▶ _Task goal_
Nothing in the entries may change when they are transcribed.
[Material supplied — start]
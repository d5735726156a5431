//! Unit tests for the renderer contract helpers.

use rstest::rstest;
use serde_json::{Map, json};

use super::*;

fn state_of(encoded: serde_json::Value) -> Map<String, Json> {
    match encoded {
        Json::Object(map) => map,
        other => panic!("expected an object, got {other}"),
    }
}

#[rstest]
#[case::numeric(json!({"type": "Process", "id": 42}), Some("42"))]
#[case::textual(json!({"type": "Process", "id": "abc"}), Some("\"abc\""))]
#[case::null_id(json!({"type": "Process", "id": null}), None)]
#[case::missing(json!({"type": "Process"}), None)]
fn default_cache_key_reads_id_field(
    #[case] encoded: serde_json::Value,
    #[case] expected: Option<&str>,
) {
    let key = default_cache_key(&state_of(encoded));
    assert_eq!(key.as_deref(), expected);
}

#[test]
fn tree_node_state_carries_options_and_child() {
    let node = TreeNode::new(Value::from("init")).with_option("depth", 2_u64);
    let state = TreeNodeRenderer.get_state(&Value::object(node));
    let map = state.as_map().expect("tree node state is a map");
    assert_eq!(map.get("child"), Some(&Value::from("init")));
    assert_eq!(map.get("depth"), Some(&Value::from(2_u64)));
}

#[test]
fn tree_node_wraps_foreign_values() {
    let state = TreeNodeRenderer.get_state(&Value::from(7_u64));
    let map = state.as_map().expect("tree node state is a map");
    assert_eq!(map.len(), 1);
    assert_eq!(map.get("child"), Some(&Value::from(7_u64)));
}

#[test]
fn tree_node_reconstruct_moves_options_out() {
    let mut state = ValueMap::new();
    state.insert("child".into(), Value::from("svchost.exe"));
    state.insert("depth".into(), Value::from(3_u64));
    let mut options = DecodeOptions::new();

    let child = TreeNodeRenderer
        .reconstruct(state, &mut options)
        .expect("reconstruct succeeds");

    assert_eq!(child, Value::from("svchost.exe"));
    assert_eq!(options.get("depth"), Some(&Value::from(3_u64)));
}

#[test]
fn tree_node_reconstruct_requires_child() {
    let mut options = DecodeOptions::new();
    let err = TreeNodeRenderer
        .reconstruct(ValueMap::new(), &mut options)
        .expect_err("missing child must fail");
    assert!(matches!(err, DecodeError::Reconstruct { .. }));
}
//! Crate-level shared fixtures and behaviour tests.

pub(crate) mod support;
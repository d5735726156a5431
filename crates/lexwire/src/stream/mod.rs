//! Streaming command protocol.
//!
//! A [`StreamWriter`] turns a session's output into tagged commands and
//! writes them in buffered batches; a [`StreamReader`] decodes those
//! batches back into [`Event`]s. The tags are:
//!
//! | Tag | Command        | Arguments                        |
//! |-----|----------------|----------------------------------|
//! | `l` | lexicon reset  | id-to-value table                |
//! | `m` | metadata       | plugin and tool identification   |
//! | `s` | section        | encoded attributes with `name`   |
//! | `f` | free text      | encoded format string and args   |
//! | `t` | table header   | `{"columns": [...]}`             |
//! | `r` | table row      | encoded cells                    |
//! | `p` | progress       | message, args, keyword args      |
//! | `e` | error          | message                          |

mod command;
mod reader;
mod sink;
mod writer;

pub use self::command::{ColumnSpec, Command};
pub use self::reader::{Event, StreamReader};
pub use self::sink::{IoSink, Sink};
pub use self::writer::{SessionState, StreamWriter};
[Material supplied — finish]
▶ _Your solution_
repository d5735726156a5431
//! Unit tests for the renderer contract helpers.

use rstest::rstest;
use serde_json::{Map, json};

use super::*;

fn state_of(encoded: serde_json::Value) -> Map<String, Json> {
    match encoded {
        Json::Object(map) => map,
        other => panic!("expected an object, got {other}"),
    }
}

#[rstest]
#[case::numeric(json!({"type": "Process", "id": 42}), Some("42"))]
#[case::textual(json!({"type": "Process", "id": "abc"}), Some("\"abc\""))]
#[case::null_id(json!({"type": "Process", "id": null}), None)]
#[case::missing(json!({"type": "Process"}), None)]
fn default_cache_key_reads_id_field(
    #[case] encoded: serde_json::Value,
    #[case] expected: Option<&str>,
) {
    let key = default_cache_key(&state_of(encoded));
    assert_eq!(key.as_deref(), expected);
}

#[test]
fn tree_node_state_carries_options_and_child() {
    let node = TreeNode::new(Value::from("init")).with_option("depth", 2_u64);
    let state = TreeNodeRenderer.get_state(&Value::object(node));
    let map = state.as_map().expect("tree node state is a map");
    assert_eq!(map.get("child"), Some(&Value::from("init")));
    assert_eq!(map.get("depth"), Some(&Value::from(2_u64)));
}

#[test]
fn tree_node_wraps_foreign_values() {
    let state = TreeNodeRenderer.get_state(&Value::from(7_u64));
    let map = state.as_map().expect("tree node state is a map");
    assert_eq!(map.len(), 1);
    assert_eq!(map.get("child"), Some(&Value::from(7_u64)));
}

#[test]
fn tree_node_reconstruct_moves_options_out() {
    let mut state = ValueMap::new();
    state.insert("child".into(), Value::from("svchost.exe"));
    state.insert("depth".into(), Value::from(3_u64));
    let mut options = DecodeOptions::new();

    let child = TreeNodeRenderer
        .reconstruct(state, &mut options)
        .expect("reconstruct succeeds");

    assert_eq!(child, Value::from("svchost.exe"));
    assert_eq!(options.get("depth"), Some(&Value::from(3_u64)));
}

#[test]
fn tree_node_reconstruct_requires_child() {
    let mut options = DecodeOptions::new();
    let err = TreeNodeRenderer
        .reconstruct(ValueMap::new(), &mut options)
        .expect_err("missing child must fail");
    assert!(matches!(err, DecodeError::Reconstruct { .. }));
}
//! Crate-level shared fixtures and behaviour tests.

pub(crate) mod support;
repository d5735726156a5431
filename crates/lexwire/src/stream/mod.rs
//! Streaming command protocol.
//!
//! A [`StreamWriter`] turns a session's output into tagged commands and
//! writes them in buffered batches; a [`StreamReader`] decodes those
//! batches back into [`Event`]s. The tags are:
//!
//! | Tag | Command        | Arguments                        |
//! |-----|----------------|----------------------------------|
//! | `l` | lexicon reset  | id-to-value table                |
//! | `m` | metadata       | plugin and tool identification   |
//! | `s` | section        | encoded attributes with `name`   |
//! | `f` | free text      | encoded format string and args   |
//! | `t` | table header   | `{"columns": [...]}`             |
//! | `r` | table row      | encoded cells                    |
//! | `p` | progress       | message, args, keyword args      |
//! | `e` | error          | message                          |

mod command;
mod reader;
mod sink;
mod writer;

pub use self::command::{ColumnSpec, Command};
pub use self::reader::{Event, StreamReader};
pub use self::sink::{IoSink, Sink};
pub use self::writer::{SessionState, StreamWriter};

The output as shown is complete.